The Field Notes Brand 2009 Calendar doesn’t really add an extra shopping day before Christmas: December 1 falls on the same Tuesday as “November 31.”

This calendar is such a beautiful thing that I don’t mind the mistake. Or is it a joke? I can’t tell.

Field Notes 2010 calendars are coming on November 25.

[Update: I e-mailed Coudal Partners about November 31, and Jim Coudal replied. He suggests that we think of November 31 as a “bonus day”: “We’re aware of it and our policy is that people should just relax and do no work on that day!”]

A related post
Economies of time (Hi and Lois)

[My only connection to Field Notes Brand is that of a happy user.]

Shopping with Robert Frost

A 15 oz. can of Café du Monde coffee and chicory at our favorite Asian market: $5.25. The same can at a fancy “mart” a mile away: $12.55.

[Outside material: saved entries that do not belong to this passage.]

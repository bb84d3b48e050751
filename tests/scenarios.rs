//! End-to-end scenarios against a compiled [`Simulation`], covering the
//! six canonical behaviors a config author relies on: a pure-formula
//! clock, a blank no-op operator, a successful LM sample, a sampled value
//! that needs a retry before it type-checks, conditional `next` routing,
//! and a declarative history query.

use sse::prelude::*;
use std::rc::Rc;

fn compile(doc_json: serde_json::Value, world_entity: &str, task_name: &str, sampler: Rc<dyn Sampler>, seed: u64) -> Simulation {
    let doc: ConfigDocument = serde_json::from_value(doc_json).unwrap();
    Simulation::compile(&doc, world_entity, task_name, sampler, "gpt-4o-mini", seed).unwrap()
}

#[tokio::test]
async fn clock_advances_world_time_every_step() {
    let doc = serde_json::json!({
        "entities": { "world": ["clock"] },
        "variables": { "clock": { "world_time": 0 } },
        "systems_definitions": {
            "clock": [
                { "formula": "world_time = world_time + 1", "use_lm": false }
            ]
        }
    });
    let mut sim = compile(doc, "world", "clock-test", Rc::new(MockSampler::new()), 1);
    let token = CancellationToken::new();

    for expected in 1..=3 {
        let step = sim.step(&token).await.unwrap();
        assert_eq!(step.output, vec![format!("world_time = {expected}")]);
    }
    assert_eq!(sim.state().get("world_time"), Some(Value::Int(3)));
}

#[tokio::test]
async fn blank_operator_emits_a_comment_and_touches_no_state() {
    let doc = serde_json::json!({
        "entities": { "world": ["noop"] },
        "variables": { "noop": { "marker": 0 } },
        "systems_definitions": {
            "noop": [
                { "formula": "blank", "use_lm": false }
            ]
        }
    });
    let mut sim = compile(doc, "world", "blank-test", Rc::new(MockSampler::new()), 1);
    let token = CancellationToken::new();

    let step = sim.step(&token).await.unwrap();
    assert_eq!(step.output, vec!["# \n".to_string()]);
    assert_eq!(sim.state().get("marker"), Some(Value::Int(0)));
}

#[tokio::test]
async fn sampled_integer_is_accepted_on_the_first_reply() {
    let doc = serde_json::json!({
        "entities": { "world": ["counter"] },
        "variables": { "counter": { "score": 0 } },
        "systems_definitions": {
            "counter": [
                { "formula": "score = 7", "use_lm": true }
            ]
        }
    });
    let sampler = Rc::new(MockSampler::new());
    sampler.push_line("score = 42");
    let mut sim = compile(doc, "world", "counter-test", sampler.clone(), 1);
    let token = CancellationToken::new();

    let step = sim.step(&token).await.unwrap();
    assert_eq!(step.output, vec!["score = 42 # sampled".to_string()]);
    assert_eq!(sim.state().get("score"), Some(Value::Int(42)));
    assert_eq!(sampler.requests().len(), 1);
}

#[tokio::test]
async fn sampled_type_mismatch_retries_then_succeeds() {
    let doc = serde_json::json!({
        "entities": { "world": ["counter"] },
        "variables": { "counter": { "score": 0 } },
        "systems_definitions": {
            "counter": [
                { "formula": "score = 7", "use_lm": true }
            ]
        }
    });
    let sampler = Rc::new(MockSampler::new());
    // First reply doesn't type-check against the int default (`7`); the
    // runner should record feedback and retry rather than failing the step.
    sampler.push_line("score = \"not a number\"");
    sampler.push_line("score = 99");
    let mut sim = compile(doc, "world", "counter-test", sampler.clone(), 1);
    let token = CancellationToken::new();

    let step = sim.step(&token).await.unwrap();
    assert_eq!(step.output, vec!["score = 99 # sampled".to_string()]);
    assert_eq!(sim.state().get("score"), Some(Value::Int(99)));
    assert_eq!(sampler.requests().len(), 2);

    let second_prompt = &sampler.requests()[1].prompt;
    assert!(second_prompt.len() > sampler.requests()[0].prompt.len());
}

#[tokio::test]
async fn sampled_retry_budget_exhausted_falls_back_to_current_value() {
    let doc = serde_json::json!({
        "entities": { "world": ["counter"] },
        "variables": { "counter": { "score": 0 } },
        "systems_definitions": {
            "counter": [
                { "formula": "score = 7", "use_lm": true }
            ]
        }
    });
    let sampler = Rc::new(MockSampler::new());
    for _ in 0..sse_runner::DEFAULT_MAX_ATTEMPTS {
        sampler.push_line("score = \"still wrong\"");
    }
    let mut sim = compile(doc, "world", "counter-test", sampler.clone(), 1);
    let token = CancellationToken::new();

    let step = sim.step(&token).await.unwrap();
    assert_eq!(step.output, vec!["score = 0 # sampled".to_string()]);
    assert_eq!(sim.state().get("score"), Some(Value::Int(0)));
    assert_eq!(sampler.requests().len(), sse_runner::DEFAULT_MAX_ATTEMPTS);
}

#[tokio::test]
async fn conditional_next_routes_on_live_state() {
    // The compiler forces the index-0 template in a systems_definition to
    // the default `operator_1_{entity}_{variable}` id even though only
    // later templates here set `id` explicitly.
    let doc = serde_json::json!({
        "entities": { "world": ["router"] },
        "variables": { "router": { "flag": true } },
        "systems_definitions": {
            "router": [
                { "formula": "blank", "use_lm": false, "next": "'op_c' if world_flag else 'op_b'" },
                { "id": "op_b", "formula": "blank", "use_lm": false, "next": "operator_1_world_router" },
                { "id": "op_c", "formula": "blank", "use_lm": false, "next": "operator_1_world_router" }
            ]
        }
    });
    let mut sim = compile(doc, "world", "router-test", Rc::new(MockSampler::new()), 1);
    let token = CancellationToken::new();
    let op_a = "operator_1_world_router".to_string();

    sim.step(&token).await.unwrap();
    assert_eq!(sim.current_operator_id(), "op_c");

    sim.state().set("world_flag", Value::Bool(false));
    sim.step(&token).await.unwrap();
    assert_eq!(sim.current_operator_id(), op_a);

    sim.step(&token).await.unwrap();
    assert_eq!(sim.current_operator_id(), "op_b");
}

#[tokio::test]
async fn context_query_filters_history_by_live_state() {
    // Two operators alternate, each tagging its own step with a different
    // `tag` value, so a query pinned to `tag == "a"` should pick out only
    // every other step's output.
    let doc = serde_json::json!({
        "entities": { "world": ["logger"] },
        "variables": { "logger": { "tag": "a" } },
        "systems_definitions": {
            "logger": [
                { "formula": "tag = 'a'", "use_lm": false, "next": "op_b" },
                { "id": "op_b", "formula": "tag = 'b'", "use_lm": false, "next": "operator_1_world_logger" }
            ]
        }
    });
    let mut sim = compile(doc, "world", "logger-test", Rc::new(MockSampler::new()), 1);
    let token = CancellationToken::new();

    for _ in 0..4 {
        sim.step(&token).await.unwrap();
    }

    let live = State::new();
    live.set("tag", Value::Str("a".into()));
    let query = Query::new().filter_by_state_key("tag");
    let (context, truncated) = ContextBuilder::build(sim.history(), &query, &live, 10_000);

    assert!(!truncated);
    assert_eq!(context, "tag = \"a\"\ntag = \"a\"\n");
}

In the words of the poet (well, not really), “Compare, compare!”

Would Robert Frost have liked this coffee? “Earth’s the right place for Café du Monde”: I can hear almost hear him saying it. No, never mind; he’s signed up with Folger’s.

Café du Monde is great for making Vietnamese coffee.

[No poems were harmed in the making of this post.]

Thursday, November 19, 2009

How to improve writing (no. 25)

From a book on design, a sentence about the look of a royal spouse’s “consort throne”:

It was gilded to look as if it were made of gold, the metal that is still the universal signifier of durability and status in almost every culture.
One way to improve this sentence: trust the reader to know what gilded means.

A second: clear up the inconsistency of “universal” and “almost every.”

A third: find a precise alternative to durability. That word might be associated with, say, long-wearing fabrics. But gold doesn’t resist wear; it doesn’t wear.

A fourth: rethink status. Yes, status does mean “high rank,” but I’d rather see the word with a modifier, for the same reason that I’m opposed to “quality” education.

A better sentence:
It was gilded, as gold still signifies high status and abiding value in almost every culture.
I’ve omitted the names of writer and book: neither should be judged by a single sentence. But many sentences in this book are in need of revision: cuts, breaks, rearrangement of parts, and plain old correction (of subject-verb disagreement, for instance). It makes sense that there is no note of thanks to an editor. W.W. Norton & Company, you’re slipping.

The moral of the story: Some books are to be tasted, others to be swallowed, and some few to be chewed and digested. And many more are to be borrowed from the library. Try before you buy.

[This post is no. 25 in a series, “How to improve writing,” dedicated to improving stray bits of public prose. With apologies to Francis Bacon.]

Related reading
All How to improve writing posts (Pinboard)

Wednesday, November 18, 2009

Sue Shellenbarger on time-management

Sue Shellenbarger tried three time-management strategies: FranklinCovey’s Focus, GTD, and the Pomodoro Technique. Her conclusion: borrowing a bit from each might work best. Read all about it, or them:

No Time to Read This? Read This (Wall Street Journal)

I’d never heard of the Pomodoro Technique, but I’m already thinking it would be appropriate to get the nifty timer, Technique or no.